Sick kid, broken promises and bad design decisions.
So, I’m on sick leave caring for my daughter. But she’s sleeping, so I have some time to play with my very small service: one query to mysql database, format results to CSV, that’s it. And it works on my machine. But it fails in cloud, we’re getting 500 on endpoint with CSV and, most interesting, we don’t have logs at all.
That service is a test bed to some middlewares and formatters that I’m going to promote for use across the company. So, now I’m on a journey, on an adventure: how to find out what’s going on in Fargate container, without any logs and abilities to attach my remote debugger. To make things more interesting, I built that application as self-contained, ready-to-run .net core 3.1 application.
Fortunately, problem was easy to replicate in local docker container. No logs, 500, same as in cloud. We’re using rider to develop .net applications. Unfortunately, Rider (at the moment of writing) can’t debug ready-to-run applications. It can debug apps in docker, though. Ok, let’s fallback to VS2019: fortunately it can debug ready-to-run application. One of devs from Jetbrains team said that they will try to ship debug of ready-to-run applications in release after 2020.1. But no promises were made and that’s understandable. Still, we’re waiting for this feature.

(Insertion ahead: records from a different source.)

use glam::DVec2;
use orbital_sandbox::collision::resolve_collisions;
use orbital_sandbox::{Body, BodyId, SimulationParams, PALETTE};

fn body_at(id: u64, x: f64, y: f64, radius: f64) -> Body {
    Body::free(BodyId(id), DVec2::new(x, y), DVec2::ZERO, radius, PALETTE[id as usize % PALETTE.len()], &SimulationParams::default())
}

#[test]
fn heavier_body_absorbs_lighter_and_keeps_volume() {
    let params = SimulationParams::default();
    let a = body_at(0, 0.0, 0.0, 50.0);
    let b = body_at(1, 30.0, 0.0, 10.0);
    let expected_volume = a.volume() + b.volume();
    let mut bodies = vec![a, b];

    let merges = resolve_collisions(&mut bodies, &params);

    assert_eq!(bodies.len(), 1);
    assert_eq!(bodies[0].id, BodyId(0));
    assert_eq!(bodies[0].volume(), expected_volume);
    assert!((bodies[0].radius() - expected_volume.cbrt()).abs() < 1e-12);
    assert_eq!(bodies[0].mass(), params.mass_for_radius(bodies[0].radius()));
    assert_eq!(merges.len(), 1);
    assert_eq!(merges[0].absorber, BodyId(0));
    assert_eq!(merges[0].absorbed, BodyId(1));
}

#[test]
fn absorber_keeps_its_position_and_velocity() {
    let params = SimulationParams::default();
    let mut a = body_at(0, 0.0, 0.0, 50.0);
    a.velocity = DVec2::new(1.5, -0.5);
    let mut b = body_at(1, 20.0, 10.0, 10.0);
    b.velocity = DVec2::new(-30.0, 12.0);
    let mut bodies = vec![a, b];

    resolve_collisions(&mut bodies, &params);

    assert_eq!(bodies[0].position, DVec2::ZERO);
    assert_eq!(bodies[0].velocity, DVec2::new(1.5, -0.5));
}

#[test]
fn merge_does_not_depend_on_order() {
    let params = SimulationParams::default();
    let mut forward = vec![body_at(0, 0.0, 0.0, 50.0), body_at(1, 30.0, 0.0, 10.0)];
    let mut backward = vec![body_at(1, 30.0, 0.0, 10.0), body_at(0, 0.0, 0.0, 50.0)];

    resolve_collisions(&mut forward, &params);
    resolve_collisions(&mut backward, &params);

    assert_eq!(forward.len(), 1);
    assert_eq!(backward.len(), 1);
    assert_eq!(forward[0].id, BodyId(0));
    assert_eq!(backward[0].id, BodyId(0));
    assert_eq!(forward[0].volume(), backward[0].volume());
}

#[test]
fn equal_masses_never_merge() {
    let params = SimulationParams::default();
    let mut bodies = vec![body_at(0, 0.0, 0.0, 20.0), body_at(1, 5.0, 5.0, 20.0)];

    let merges = resolve_collisions(&mut bodies, &params);

    assert!(merges.is_empty());
    assert_eq!(bodies.len(), 2);
}

#[test]
fn separated_bodies_do_not_merge() {
    let params = SimulationParams::default();
    // Half extents 37.5 + 7.5 = 45, so 45 apart is just outside
    let mut bodies = vec![body_at(0, 0.0, 0.0, 50.0), body_at(1, 45.0, 0.0, 10.0)];

    assert!(resolve_collisions(&mut bodies, &params).is_empty());
    assert_eq!(bodies.len(), 2);
}

#[test]
fn growing_bodies_are_not_merged() {
    let params = SimulationParams::default();
    let mut growing = Body::begin_growth(BodyId(1), 10.0, 0.0, PALETTE[1]);
    growing.grow(DVec2::new(10.0, 0.0), &params);
    let mut bodies = vec![body_at(0, 0.0, 0.0, 50.0), growing];

    assert!(resolve_collisions(&mut bodies, &params).is_empty());
    assert_eq!(bodies.len(), 2);
}

#[test]
fn oversized_absorber_swallows_without_growing() {
    let params = SimulationParams::default();
    let mut bodies = vec![body_at(0, 0.0, 0.0, 250.0), body_at(1, 100.0, 0.0, 10.0)];

    let merges = resolve_collisions(&mut bodies, &params);

    assert_eq!(merges.len(), 1);
    assert_eq!(bodies.len(), 1);
    assert_eq!(bodies[0].radius(), 250.0);
}

#[test]
fn absorbed_body_does_not_absorb_others() {
    let params = SimulationParams::default();
    // The medium body overlaps both; the large one takes it first and the small one survives
    let mut bodies = vec![
        body_at(0, 0.0, 0.0, 40.0),
        body_at(1, 35.0, 0.0, 20.0),
        body_at(2, 55.0, 0.0, 5.0),
    ];

    let merges = resolve_collisions(&mut bodies, &params);

    assert_eq!(merges.len(), 1);
    assert_eq!(merges[0].absorbed, BodyId(1));
    let ids: Vec<_> = bodies.iter().map(|body| body.id).collect();
    assert_eq!(ids, vec![BodyId(0), BodyId(2)]);
}
/*
 * Simulation Parameters Module
 *
 * This module defines the SimulationParams struct that contains every tunable
 * constant of the sandbox: the gravitational constant, growth rates, eviction
 * limits and the decorative particle settings. The UI flags for pausing and
 * the debug overlay live here too so the control panel can edit them directly.
 */

use thiserror::Error;

// Parameters for the simulation that can be adjusted via UI or command line
#[derive(Debug, Clone, PartialEq)]
pub struct SimulationParams {
    // Physics
    pub gravitational_constant: f64,
    pub mass_area_ratio: f64,
    pub min_distance: f64,

    // Growth
    pub growth_rate: f64,
    pub max_radius: f64,
    pub fling_damping: f64,

    // Collision
    pub collision_box_factor: f64,

    // Population limits
    pub population_cap: usize,
    pub position_limit: f64,
    pub velocity_limit: f64,

    // Decorative particles
    pub particle_shrink_rate: f64,
    pub particle_speed_divisor: f64,
    pub particle_radius_divisor: f64,
    pub particle_gravity: f64,
    pub particle_shade: u8,

    // Frame pacing
    pub tick_rate: f32,
    pub max_ticks_per_frame: usize,

    // UI state
    pub show_debug: bool,
    pub pause_simulation: bool,
}

// Reasons a parameter set is rejected before a simulation starts.
#[derive(Debug, Error, PartialEq)]
pub enum ParamsError {
    #[error("{name} must be a finite positive number, got {value}")]
    NotPositive { name: &'static str, value: f64 },
    #[error("population cap must be at least 1")]
    EmptyPopulation,
    #[error("tick rate must be positive, got {0}")]
    InvalidTickRate(f32),
    #[error("at least one tick per frame is required")]
    NoTicksPerFrame,
}

impl Default for SimulationParams {
    fn default() -> Self {
        Self {
            gravitational_constant: 6.67408e-11,
            mass_area_ratio: 2.0e9, // kilograms per square unit of area
            min_distance: 1.0e-6,
            growth_rate: 0.35,
            max_radius: 200.0,
            fling_damping: 0.5, // halves the pointer delta so flings are less sensitive
            collision_box_factor: 1.5,
            population_cap: 50,
            position_limit: 50_000.0,
            velocity_limit: 1_000.0,
            particle_shrink_rate: 0.4,
            particle_speed_divisor: 10.0,
            particle_radius_divisor: 1.5,
            particle_gravity: 0.0,
            particle_shade: 35,
            tick_rate: 60.0,
            max_ticks_per_frame: 4,
            show_debug: false,
            pause_simulation: false,
        }
    }
}

impl SimulationParams {
    // Check every value the physics divides by or compares against
    pub fn validate(&self) -> Result<(), ParamsError> {
        let positive = [
            ("gravitational_constant", self.gravitational_constant),
            ("mass_area_ratio", self.mass_area_ratio),
            ("min_distance", self.min_distance),
            ("growth_rate", self.growth_rate),
            ("max_radius", self.max_radius),
            ("fling_damping", self.fling_damping),
            ("collision_box_factor", self.collision_box_factor),
            ("position_limit", self.position_limit),
            ("velocity_limit", self.velocity_limit),
            ("particle_shrink_rate", self.particle_shrink_rate),
            ("particle_speed_divisor", self.particle_speed_divisor),
            ("particle_radius_divisor", self.particle_radius_divisor),
        ];

        for (name, value) in positive {
            if !(value.is_finite() && value > 0.0) {
                return Err(ParamsError::NotPositive { name, value });
            }
        }

        if self.population_cap == 0 {
            return Err(ParamsError::EmptyPopulation);
        }

        if !(self.tick_rate.is_finite() && self.tick_rate > 0.0) {
            return Err(ParamsError::InvalidTickRate(self.tick_rate));
        }

        if self.max_ticks_per_frame == 0 {
            return Err(ParamsError::NoTicksPerFrame);
        }

        Ok(())
    }

    // Mass of a disc of the given radius
    pub fn mass_for_radius(&self, radius: f64) -> f64 {
        std::f64::consts::PI * radius * radius * self.mass_area_ratio
    }

    // Get parameter ranges for UI sliders
    pub fn get_growth_rate_range() -> std::ops::RangeInclusive<f64> {
        0.05..=5.0
    }

    pub fn get_tick_rate_range() -> std::ops::RangeInclusive<f32> {
        10.0..=240.0
    }
}

#[cfg(test)]
mod tests {
    use super::*;

    #[test]
    fn defaults_are_valid() {
        assert_eq!(SimulationParams::default().validate(), Ok(()));
    }

    #[test]
    fn rejects_zero_growth_rate() {
        let params = SimulationParams { growth_rate: 0.0, ..Default::default() };
        assert!(matches!(
            params.validate(),
            Err(ParamsError::NotPositive { name: "growth_rate", .. })
        ));
    }

    #[test]
    fn rejects_nan_limits() {
        let params = SimulationParams { velocity_limit: f64::NAN, ..Default::default() };
        assert!(params.validate().is_err());
    }

    #[test]
    fn rejects_empty_population() {
        let params = SimulationParams { population_cap: 0, ..Default::default() };
        assert_eq!(params.validate(), Err(ParamsError::EmptyPopulation));
    }

    #[test]
    fn rejects_bad_tick_rate() {
        let params = SimulationParams { tick_rate: -1.0, ..Default::default() };
        assert_eq!(params.validate(), Err(ParamsError::InvalidTickRate(-1.0)));
    }
}
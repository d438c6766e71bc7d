/*
 * Physics Module
 *
 * This module handles the force and motion pass of the sandbox.
 * Every free body is pulled by every other free body under Newton's inverse
 * square law, then all bodies advance by one explicit Euler step.
 *
 * Bodies that are still growing neither exert nor receive gravity; their
 * velocity comes from the pointer instead. The pass is a plain O(n²) sweep,
 * which is fine because the population is capped.
 */

use glam::DVec2;

use crate::body::Body;
use crate::params::SimulationParams;

// Acceleration that `attractor` imparts on a body of mass `mass` at `position`
pub fn pairwise_acceleration(
    position: DVec2,
    mass: f64,
    attractor_position: DVec2,
    attractor_mass: f64,
    params: &SimulationParams,
) -> DVec2 {
    // A massless receiver has no meaningful force to divide through
    if mass <= 0.0 {
        return DVec2::ZERO;
    }

    let dx = attractor_position.x - position.x;
    let dy = attractor_position.y - position.y;

    let mut d = (dx * dx + dy * dy).sqrt();
    if d == 0.0 {
        d = params.min_distance;
    }

    let angle = dy.atan2(dx);
    let f = params.gravitational_constant * mass * attractor_mass / (d * d);

    DVec2::new(angle.cos() * f / mass, angle.sin() * f / mass)
}

// Add one tick of gravitational pull to the velocity of every free body
pub fn accumulate_gravity(bodies: &mut [Body], params: &SimulationParams) {
    // Radius is authoritative, so refresh mass before reading it
    for body in bodies.iter_mut() {
        body.refresh_derived(params);
    }

    // Read positions and masses from a snapshot so the pass is order independent
    let snapshot: Vec<(DVec2, f64, bool)> = bodies
        .iter()
        .map(|body| (body.position, body.mass(), body.is_growing()))
        .collect();

    for (i, body) in bodies.iter_mut().enumerate() {
        if body.is_growing() {
            continue;
        }

        let mut acceleration = DVec2::ZERO;
        for (j, &(other_position, other_mass, other_growing)) in snapshot.iter().enumerate() {
            if i == j || other_growing {
                continue;
            }
            acceleration += pairwise_acceleration(body.position, body.mass(), other_position, other_mass, params);
        }

        body.velocity += acceleration;
    }
}

// Explicit Euler step with a unit time delta. Growing bodies are pinned to the pointer.
pub fn integrate(bodies: &mut [Body]) {
    for body in bodies.iter_mut().filter(|body| !body.is_growing()) {
        body.position += body.velocity;
    }
}

// Full force and motion pass
pub fn step(bodies: &mut [Body], params: &SimulationParams) {
    accumulate_gravity(bodies, params);
    integrate(bodies);
}
/*
 * UI Module
 *
 * This module contains the control panel, built with nannou_egui.
 * It shows the live counters, lets the user pause, toggle the debug overlay,
 * tune the growth rate and clear the sandbox.
 */

use nannou_egui::{egui, Egui};

use crate::debug::DebugInfo;
use crate::params::SimulationParams;

// Update the UI and return whether the sandbox should be cleared
pub fn update_ui(egui: &mut Egui, params: &mut SimulationParams, debug_info: &DebugInfo) -> bool {
    let mut should_clear = false;

    let ctx = egui.begin_frame();

    egui::Window::new("Orbital Sandbox")
        .default_pos([10.0, 10.0])
        .show(&ctx, |ui| {
            ui.label(format!("Bodies: {} / {}", debug_info.body_count, params.population_cap));
            ui.label(format!("Particles: {}", debug_info.particle_count));

            ui.collapsing("Controls", |ui| {
                ui.label("Hold left mouse to grow a body, drag to fling it");
                ui.label("Hold left control to click without creating");
                ui.label("Tab clears everything");
            });

            ui.collapsing("Tuning", |ui| {
                ui.add(egui::Slider::new(&mut params.growth_rate, SimulationParams::get_growth_rate_range()).text("Growth Rate"));
                ui.add(egui::Slider::new(&mut params.tick_rate, SimulationParams::get_tick_rate_range()).text("Ticks per Second"));
            });

            if ui.button("Clear").clicked() {
                should_clear = true;
            }

            ui.checkbox(&mut params.show_debug, "Show Debug Info");
            ui.checkbox(&mut params.pause_simulation, "Pause Simulation");
        });

    should_clear
}

// Draw the debug overlay in the top right corner of the window
pub fn draw_debug_info(draw: &nannou::Draw, debug_info: &DebugInfo, window_rect: nannou::geom::Rect) {
    let lines = [
        format!("FPS: {:.1}", debug_info.fps),
        format!("Frame time: {:.2} ms", debug_info.frame_time.as_secs_f64() * 1000.0),
        format!("Ticks this frame: {}", debug_info.ticks_per_frame),
        format!("Bodies created: {}", debug_info.bodies_created),
        format!("Merges: {}", debug_info.total_merges),
        format!("Evictions: {}", debug_info.total_evictions),
    ];

    for (i, line) in lines.iter().enumerate() {
        draw.text(line)
            .x_y(window_rect.right() - 120.0, window_rect.top() - 20.0 - i as f32 * 20.0)
            .color(nannou::color::WHITE)
            .font_size(14);
    }
}
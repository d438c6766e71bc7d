/*
 * Particle Module
 *
 * Decorative trail particles. Every free body that is moving leaves one
 * particle behind per tick. Particles drift away from the body's direction of
 * travel, shrink at a fixed rate and disappear once their radius reaches zero.
 * They never feed back into the physics.
 */

use glam::DVec2;
use rand::Rng;

use crate::body::{Body, Color};
use crate::params::SimulationParams;

#[derive(Debug, Clone, PartialEq)]
pub struct Particle {
    pub position: DVec2,
    pub velocity: DVec2,
    pub radius: f64,
    pub shrink_rate: f64,
    pub gravity: f64,
    pub color: Color,
}

// Uniform integer between 1 and the truncated opposite of `velocity`, inclusive
fn trail_component<R: Rng>(rng: &mut R, velocity: f64, divisor: f64) -> f64 {
    let opposite = (-velocity).trunc() as i64;
    let (low, high) = if opposite < 1 { (opposite, 1) } else { (1, opposite) };
    rng.gen_range(low..=high) as f64 / divisor
}

impl Particle {
    // Trail particle for a moving free body, or None when the body should not leave one
    pub fn spawn_from<R: Rng>(body: &Body, params: &SimulationParams, rng: &mut R) -> Option<Self> {
        if body.is_growing() || body.velocity == DVec2::ZERO {
            return None;
        }

        let velocity = DVec2::new(
            trail_component(rng, body.velocity.x, params.particle_speed_divisor),
            trail_component(rng, body.velocity.y, params.particle_speed_divisor),
        );

        let shade = params.particle_shade;
        let color = body.color.map(|channel| channel.saturating_sub(shade));

        Some(Self {
            position: body.position,
            velocity,
            radius: (body.radius() / params.particle_radius_divisor).trunc(),
            shrink_rate: params.particle_shrink_rate,
            gravity: params.particle_gravity,
            color,
        })
    }

    // Drift, shrink and fall
    pub fn update(&mut self) {
        self.position += self.velocity;
        self.radius -= self.shrink_rate;
        self.velocity.y += self.gravity;
    }

    pub fn is_alive(&self) -> bool {
        self.radius > 0.0
    }
}

// Advance all particles and drop the ones that have shrunk away
pub fn update_particles(particles: &mut Vec<Particle>) {
    for particle in particles.iter_mut() {
        particle.update();
    }
    particles.retain(Particle::is_alive);
}

#[cfg(test)]
mod tests {
    use super::*;
    use crate::body::{BodyId, PALETTE};
    use rand::SeedableRng;
    use rand_chacha::ChaCha8Rng;

    fn moving_body(velocity: DVec2) -> Body {
        let params = SimulationParams::default();
        Body::free(BodyId(1), DVec2::new(5.0, 5.0), velocity, 30.0, PALETTE[0], &params)
    }

    #[test]
    fn resting_body_leaves_no_trail() {
        let mut rng = ChaCha8Rng::seed_from_u64(7);
        let params = SimulationParams::default();
        assert!(Particle::spawn_from(&moving_body(DVec2::ZERO), &params, &mut rng).is_none());
    }

    #[test]
    fn motion_along_one_axis_still_leaves_a_trail() {
        let mut rng = ChaCha8Rng::seed_from_u64(7);
        let params = SimulationParams::default();

        let particle = Particle::spawn_from(&moving_body(DVec2::new(0.0, -5.0)), &params, &mut rng)
            .expect("vertical motion spawns a particle");
        assert!(particle.velocity.y >= 0.1 && particle.velocity.y <= 0.5);
        assert!(particle.velocity.x >= 0.0 && particle.velocity.x <= 0.1);
    }

    #[test]
    fn trail_points_against_the_motion() {
        let mut rng = ChaCha8Rng::seed_from_u64(7);
        let params = SimulationParams::default();

        for _ in 0..50 {
            let particle = Particle::spawn_from(&moving_body(DVec2::new(20.0, -20.0)), &params, &mut rng)
                .expect("moving body spawns a particle");
            assert!(particle.velocity.x <= 0.1 && particle.velocity.x >= -2.0);
            assert!(particle.velocity.y >= 0.1 && particle.velocity.y <= 2.0);
            assert_eq!(particle.radius, 20.0);
            assert_eq!(particle.color, [201, 2, 2]);
        }
    }

    #[test]
    fn particles_shrink_away() {
        let mut particles = vec![Particle {
            position: DVec2::ZERO,
            velocity: DVec2::new(1.0, 0.0),
            radius: 1.0,
            shrink_rate: 0.4,
            gravity: 0.0,
            color: PALETTE[0],
        }];

        update_particles(&mut particles);
        update_particles(&mut particles);
        assert_eq!(particles.len(), 1);
        assert_eq!(particles[0].position, DVec2::new(2.0, 0.0));

        update_particles(&mut particles);
        assert!(particles.is_empty());
    }
}
/*
 * Culling Module
 *
 * This module keeps the body population small and numerically sane.
 * Once per tick it evicts bodies that have wandered too far, bodies moving
 * fast enough to signal an unstable close encounter, and finally the oldest
 * bodies while the population is above its cap.
 *
 * The pass rebuilds the collection by filtering, never by removing while
 * iterating.
 */

use log::debug;

use crate::body::{Body, BodyId};
use crate::params::SimulationParams;

// Why a body was removed by the population pass
#[derive(Debug, Clone, Copy, PartialEq, Eq)]
pub enum EvictionReason {
    OutOfBounds,
    Runaway,
    OverPopulation,
}

#[derive(Debug, Clone, Copy, PartialEq, Eq)]
pub struct Eviction {
    pub id: BodyId,
    pub reason: EvictionReason,
}

// The first rule a body breaks, if any. Population is handled separately.
pub fn check_bounds(body: &Body, params: &SimulationParams) -> Option<EvictionReason> {
    let position = body.position.abs();
    let velocity = body.velocity.abs();

    if position.x > params.position_limit || position.y > params.position_limit {
        Some(EvictionReason::OutOfBounds)
    } else if velocity.x > params.velocity_limit || velocity.y > params.velocity_limit {
        Some(EvictionReason::Runaway)
    } else {
        None
    }
}

// Run the eviction pass and report every body that was dropped
pub fn evict(bodies: &mut Vec<Body>, params: &SimulationParams) -> Vec<Eviction> {
    let mut evictions = Vec::new();

    bodies.retain(|body| match check_bounds(body, params) {
        Some(reason) => {
            evictions.push(Eviction { id: body.id, reason });
            false
        }
        None => true,
    });

    // Oldest bodies are first in the collection, so they go first
    if bodies.len() > params.population_cap {
        let excess = bodies.len() - params.population_cap;
        evictions.extend(bodies.drain(..excess).map(|body| Eviction {
            id: body.id,
            reason: EvictionReason::OverPopulation,
        }));
    }

    for eviction in &evictions {
        debug!("evicted body {} ({:?})", eviction.id.0, eviction.reason);
    }

    evictions
}
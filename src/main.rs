/*
 * Orbital Sandbox
 *
 * Hold the left mouse button to grow a body, drag while holding to give it
 * a fling, and release to let it go. Every body pulls on every other body,
 * and when two overlap the heavier one swallows the lighter.
 *
 * Left control suppresses body creation, Tab clears the sandbox.
 */

use anyhow::Result;
use clap::Parser;

use orbital_sandbox::app::{self, LaunchOptions};
use orbital_sandbox::SimulationParams;

#[derive(Parser, Debug)]
#[command(about = "Interactive gravitational N-body sandbox")]
struct Args {
    /// Seed for body colors and trail jitter; random when omitted
    #[arg(long)]
    seed: Option<u64>,

    /// Simulation ticks per second
    #[arg(long, default_value_t = 60.0)]
    tick_rate: f32,
}

fn main() -> Result<()> {
    // Info level unless RUST_LOG overrides; keep the GPU backend quiet
    let default = "info,wgpu_core=warn,wgpu_hal=warn,naga=warn";
    let _ = env_logger::Builder::from_env(env_logger::Env::default().default_filter_or(default))
        .format_timestamp_secs()
        .try_init();

    let args = Args::parse();

    let params = SimulationParams {
        tick_rate: args.tick_rate,
        ..Default::default()
    };

    app::run(LaunchOptions { params, seed: args.seed })?;
    Ok(())
}
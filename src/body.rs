/*
 * Body Module
 *
 * This module defines the Body struct and its life cycle.
 * A body is created at the pointer with zero radius and grows while the
 * primary button is held, tracking the pointer. On release it becomes a free
 * body that attracts and is attracted by every other free body.
 *
 * Radius is the only independent size variable: mass and volume are always
 * derived from it.
 */

use glam::DVec2;
use rand::Rng;

use crate::params::SimulationParams;

// RGB triple used by bodies, particles and the render feed
pub type Color = [u8; 3];

// Colors a new body can be given
pub const PALETTE: [Color; 8] = [
    [236, 37, 37],
    [236, 151, 37],
    [247, 219, 41],
    [41, 247, 72],
    [46, 231, 208],
    [46, 63, 231],
    [221, 53, 232],
    [255, 84, 180],
];

// Identity of a body for the whole lifetime of a simulation. Never reused.
#[derive(Debug, Clone, Copy, PartialEq, Eq, Hash, PartialOrd, Ord)]
pub struct BodyId(pub u64);

// Pick a palette entry for a new body
pub fn random_color<R: Rng>(rng: &mut R) -> Color {
    PALETTE[rng.gen_range(0..PALETTE.len())]
}

#[derive(Debug, Clone, PartialEq)]
pub struct Body {
    pub id: BodyId,
    pub position: DVec2,
    pub velocity: DVec2,
    pub color: Color,
    radius: f64,
    mass: f64,
    volume: f64,
    growing: bool,
    last_pointer: DVec2,
}

impl Body {
    // Start a new body at the pointer; it stays in the growing state until released
    pub fn begin_growth(id: BodyId, x: f64, y: f64, color: Color) -> Self {
        let position = DVec2::new(x, y);

        Self {
            id,
            position,
            velocity: DVec2::ZERO,
            color,
            radius: 0.0,
            mass: 0.0,
            volume: 0.0,
            growing: true,
            last_pointer: position,
        }
    }

    // Build an already released body, used for scripted setups and benchmarks
    pub fn free(id: BodyId, position: DVec2, velocity: DVec2, radius: f64, color: Color, params: &SimulationParams) -> Self {
        let mut body = Self::begin_growth(id, position.x, position.y, color);
        body.velocity = velocity;
        body.growing = false;
        body.set_radius(radius, params);
        body
    }

    // One growth tick: follow the pointer, estimate the fling velocity and expand
    pub fn grow(&mut self, pointer: DVec2, params: &SimulationParams) {
        if !self.growing {
            return;
        }

        // Velocity is the damped pointer delta since the previous tick
        self.velocity = (pointer - self.last_pointer) * params.fling_damping;
        self.last_pointer = pointer;

        let radius = (self.radius + params.growth_rate).min(params.max_radius);
        self.set_radius(radius, params);
        self.position = pointer;
    }

    // Release the body into the gravitational field. There is no way back.
    pub fn end_growth(&mut self) {
        self.growing = false;
    }

    pub fn is_growing(&self) -> bool {
        self.growing
    }

    pub fn radius(&self) -> f64 {
        self.radius
    }

    pub fn mass(&self) -> f64 {
        self.mass
    }

    pub fn volume(&self) -> f64 {
        self.volume
    }

    // Change the radius and re-derive mass and volume from it
    pub fn set_radius(&mut self, radius: f64, params: &SimulationParams) {
        self.radius = radius.max(0.0);
        self.refresh_derived(params);
    }

    // Recompute mass and volume from the current radius. Idempotent.
    pub fn refresh_derived(&mut self, params: &SimulationParams) {
        self.mass = params.mass_for_radius(self.radius);
        self.volume = self.radius.powi(3);
    }

    // Take over the volume of an absorbed body. The radius follows the new volume.
    pub fn absorb_volume(&mut self, volume: f64, params: &SimulationParams) {
        self.volume += volume;
        self.radius = self.volume.cbrt();
        self.mass = params.mass_for_radius(self.radius);
    }

    // Half the side of the square used as the overlap proxy
    pub fn half_extent(&self, params: &SimulationParams) -> f64 {
        self.radius * params.collision_box_factor / 2.0
    }

    // Axis aligned box overlap, strict so touching edges do not count
    pub fn overlaps(&self, other: &Body, params: &SimulationParams) -> bool {
        let reach = self.half_extent(params) + other.half_extent(params);
        let delta = (other.position - self.position).abs();
        delta.x < reach && delta.y < reach
    }
}

#[cfg(test)]
mod tests {
    use super::*;

    #[test]
    fn growth_is_capped_at_max_radius() {
        let params = SimulationParams::default();
        let mut body = Body::begin_growth(BodyId(0), 0.0, 0.0, PALETTE[0]);

        for _ in 0..1000 {
            body.grow(DVec2::ZERO, &params);
        }

        assert_eq!(body.radius(), params.max_radius);
        assert_eq!(body.volume(), params.max_radius.powi(3));
    }

    #[test]
    fn released_body_ignores_growth() {
        let params = SimulationParams::default();
        let mut body = Body::begin_growth(BodyId(0), 0.0, 0.0, PALETTE[0]);
        body.grow(DVec2::ZERO, &params);
        body.end_growth();

        let radius = body.radius();
        body.grow(DVec2::new(10.0, 10.0), &params);

        assert_eq!(body.radius(), radius);
        assert_eq!(body.position, DVec2::ZERO);
    }

    #[test]
    fn fling_velocity_is_half_the_pointer_delta() {
        let params = SimulationParams::default();
        let mut body = Body::begin_growth(BodyId(0), 10.0, 10.0, PALETTE[0]);

        body.grow(DVec2::new(14.0, 6.0), &params);

        assert_eq!(body.velocity, DVec2::new(2.0, -2.0));
        assert_eq!(body.position, DVec2::new(14.0, 6.0));
    }

    #[test]
    fn boxes_use_one_and_a_half_radius() {
        let params = SimulationParams::default();
        let a = Body::free(BodyId(0), DVec2::ZERO, DVec2::ZERO, 10.0, PALETTE[0], &params);
        // Half extents are 7.5 each, so centres 14.9 apart overlap and 15 apart do not
        let near = Body::free(BodyId(1), DVec2::new(14.9, 0.0), DVec2::ZERO, 10.0, PALETTE[0], &params);
        let touching = Body::free(BodyId(2), DVec2::new(15.0, 0.0), DVec2::ZERO, 10.0, PALETTE[0], &params);

        assert!(a.overlaps(&near, &params));
        assert!(!a.overlaps(&touching, &params));
    }
}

VS2019 has an ability to attach debugger to a process inside of container. Probably, even remote ones, I’ve never tested it yet. I’m using FROM mcr.microsoft.com/dotnet/core/runtime-deps:3.1.3-buster-slim as base image. It doesn’t have curl or wget in there, so you need to install one of those by yourself to make that remote debugging work. And yes, VS2019 can debug ready-to-run applications. And we’re getting this exception in VS2019:
So, problem, obviously lies somewhere in connection to mysql. But why doesn’t exception appear in logs? Why? This is actually important, because we could miss logs from production and I hate that. At this time I’ve already spent 4 hours dissecting my 200 lines service, trying to understand - who mutes my exception, who deserves most painful execution in history of mankind?
And finally, I have removed JsonFormatter (we have custom json formatter for Serilog, tailored to our company needs) from logger configuration and, voila, we see that beatiful exception as above. “Hmmmm”, I thought, - “What happened? JsonFormatter is dumb and simple”. So I injected the test code into controller and I’ve got another exception:
Gotcha! Line 56 is where we’re passing stacktrace to serilog method that should format a string. That method assumes that passed string isn’t null. And this is public API. So, let’s talk about broken promises. We’re getting to broken promises part of the
story.
In my project file I have this code:
As you can see, nullable feature of C#8 is enabled. All warnings are propagated to errors. Nuget package with logger was published, that means that compilation was successful, that means that we do not pass anywhere something that is nullable to non-nullable APIs, right? Let’s look to signature of the method: public static void WriteQuotedJsonString(string str, TextWriter output)
str isn’t nullable! There is no question mark there! So, if stacktrace property is nullable, compiler should emit error in our case. But it doesn’t. Promise about “null safety” is broken. But why? Answer to that is third part of my story. It’s about design decisions. You see, C# is a language, one of many in .net world. And feature of nullable reference types was introduced on language level, not on runtime level. That means that nullable string and non-nullable string to runtime are the same types. There is no real difference. And compiler emits some attributes on types to mark them either nullable or not. So, Serilog package was compiled either before that feature was introduced to C#, or with disabled feature, so no attributes on types.
And that was a story about bad design decisions. From my point of view, being able to check if type is nullable or not on runtime level is very important and worth of breaking backward compatibility. Current implementation, where string and string? are essentially same types, with no real ability of differintiate between them - is just bad decision, which led me, and will lead
other people, into false sense of safety: “see, zero errors with nullable enabled! We can’t get NRE!” “Yes, sweet summer child, you can”.